Your objective ▸ Below are the records. Count the lines containing the string "parsed", and reply with the number alone.

※ ※ ※

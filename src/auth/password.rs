use argon2::{
    password_hash::{PasswordHash, PasswordHasher, PasswordVerifier, SaltString},
    Argon2,
};
use rand::rngs::OsRng;
use tracing::error;

pub const MIN_PASSWORD_LEN: usize = 8;

#[derive(Debug, thiserror::Error)]
pub enum PasswordError {
    #[error("Password too short")]
    TooShort,
    #[error("stored password hash is malformed: {0}")]
    MalformedHash(String),
    #[error("password hashing failed: {0}")]
    Hashing(String),
}

/// Checks a password chosen at signup.
pub fn check_strength(plain: &str) -> Result<(), PasswordError> {
    if plain.chars().count() < MIN_PASSWORD_LEN {
        return Err(PasswordError::TooShort);
    }
    Ok(())
}

pub fn hash_password(plain: &str) -> Result<String, PasswordError> {
    let salt = SaltString::generate(&mut OsRng);
    Argon2::default()
        .hash_password(plain.as_bytes(), &salt)
        .map(|h| h.to_string())
        .map_err(|e| {
            error!(error = %e, "argon2 hash_password error");
            PasswordError::Hashing(e.to_string())
        })
}

/// `Ok(false)` on a wrong password; `Err` only when the stored hash is unusable.
pub fn verify_password(plain: &str, stored_hash: &str) -> Result<bool, PasswordError> {
    let parsed = PasswordHash::new(stored_hash).map_err(|e| {
        error!(error = %e, "argon2 parse hash error");
        PasswordError::MalformedHash(e.to_string())
    })?;
    Ok(Argon2::default()
        .verify_password(plain.as_bytes(), &parsed)
        .is_ok())
}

※ ※ ※

Exercise output ▸ 2